[RECORDS FOR THE EXERCISE — start]

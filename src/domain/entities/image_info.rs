//! Image metadata and format detection.

use std::path::PathBuf;

use super::cache_key::base_key;

/// Detected image format.
#[derive(Debug, Clone, Copy, PartialEq, Eq, Default)]
pub enum ImageType {
    /// Portable Network Graphics.
    Png,
    /// JPEG.
    Jpeg,
    /// GIF (87a or 89a).
    Gif,
    /// WebP inside a RIFF container.
    Webp,
    /// Windows bitmap.
    Bmp,
    /// TIFF, either byte order.
    Tiff,
    /// SVG markup.
    Svg,
    /// Format not (yet) determined.
    #[default]
    Unknown,
}

impl ImageType {
    /// Sniffs the format from the first bytes of a payload.
    ///
    /// Returns [`ImageType::Unknown`] when no known signature matches.
    #[must_use]
    pub fn sniff(bytes: &[u8]) -> Self {
        if bytes.starts_with(&[0x89, b'P', b'N', b'G']) {
            return Self::Png;
        }
        if bytes.starts_with(&[0xFF, 0xD8, 0xFF]) {
            return Self::Jpeg;
        }
        if bytes.starts_with(b"GIF8") {
            return Self::Gif;
        }
        if bytes.len() >= 12 && bytes.starts_with(b"RIFF") && &bytes[8..12] == b"WEBP" {
            return Self::Webp;
        }
        if bytes.starts_with(b"BM") {
            return Self::Bmp;
        }
        if bytes.starts_with(&[0x49, 0x49, 0x2A, 0x00]) || bytes.starts_with(&[0x4D, 0x4D, 0x00, 0x2A]) {
            return Self::Tiff;
        }
        let head = bytes.iter().position(|b| !b.is_ascii_whitespace()).map_or(&b""[..], |i| &bytes[i..]);
        if head.starts_with(b"<svg") || head.starts_with(b"<?xml") {
            return Self::Svg;
        }
        Self::Unknown
    }

    /// Conventional file extension for the format.
    #[must_use]
    pub const fn extension(self) -> &'static str {
        match self {
            Self::Png | Self::Unknown => "png",
            Self::Jpeg => "jpg",
            Self::Gif => "gif",
            Self::Webp => "webp",
            Self::Bmp => "bmp",
            Self::Tiff => "tiff",
            Self::Svg => "svg",
        }
    }
}

impl std::fmt::Display for ImageType {
    fn fmt(&self, f: &mut std::fmt::Formatter<'_>) -> std::fmt::Result {
        match self {
            Self::Png => write!(f, "png"),
            Self::Jpeg => write!(f, "jpeg"),
            Self::Gif => write!(f, "gif"),
            Self::Webp => write!(f, "webp"),
            Self::Bmp => write!(f, "bmp"),
            Self::Tiff => write!(f, "tiff"),
            Self::Svg => write!(f, "svg"),
            Self::Unknown => write!(f, "unknown"),
        }
    }
}

/// Metadata describing a resolved or decoded image.
#[derive(Debug, Clone, Default)]
pub struct ImageInformation {
    /// Pixel width of the original image, if known.
    pub original_width: Option<u32>,
    /// Pixel height of the original image, if known.
    pub original_height: Option<u32>,
    /// Pixel width after downsampling/transformation, if known.
    pub current_width: Option<u32>,
    /// Pixel height after downsampling/transformation, if known.
    pub current_height: Option<u32>,
    /// Detected image format.
    pub image_type: ImageType,
    /// The source path or identifier the request named.
    pub path: Option<String>,
    /// The resolved on-disk file backing the image, if any.
    pub file_path: Option<PathBuf>,
    /// The full cache key of the request, if one could be computed.
    pub cache_key: Option<String>,
}

impl ImageInformation {
    /// Creates empty metadata for a source path.
    #[must_use]
    pub fn new(path: impl Into<String>) -> Self {
        Self {
            path: Some(path.into()),
            ..Self::default()
        }
    }

    /// Sets the resolved file path.
    #[must_use]
    pub fn with_file_path(mut self, file_path: impl Into<PathBuf>) -> Self {
        self.file_path = Some(file_path.into());
        self
    }

    /// Sets the full cache key.
    #[must_use]
    pub fn with_cache_key(mut self, key: impl Into<String>) -> Self {
        self.cache_key = Some(key.into());
        self
    }

    /// Records the original pixel dimensions, also initializing the current
    /// dimensions when unset.
    pub fn set_original_dimensions(&mut self, width: u32, height: u32) {
        self.original_width = Some(width);
        self.original_height = Some(height);
        if self.current_width.is_none() {
            self.current_width = Some(width);
            self.current_height = Some(height);
        }
    }

    /// Records the dimensions after downsampling/transformation.
    pub fn set_current_dimensions(&mut self, width: u32, height: u32) {
        self.current_width = Some(width);
        self.current_height = Some(height);
    }

    /// The base key: the cache key stripped of transformation suffixes.
    /// Used to invalidate every transformed variant of one source.
    #[must_use]
    pub fn base_key(&self) -> Option<&str> {
        self.cache_key.as_deref().map(base_key)
    }
}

[RECORDS FOR THE EXERCISE — finish]

_ACTIVITY_
All that is needed is the exact run of lines above from the line containing "pub fn with_cache_key(mut" through the line containing "pub fn set_original_dimensions(&mut", both of them included.

_SOLVED PROBLEM_
    pub fn with_cache_key(mut self, key: impl Into<String>) -> Self {
        self.cache_key = Some(key.into());
        self
    }

    /// Records the original pixel dimensions, also initializing the current
    /// dimensions when unset.
    pub fn set_original_dimensions(&mut self, width: u32, height: u32) {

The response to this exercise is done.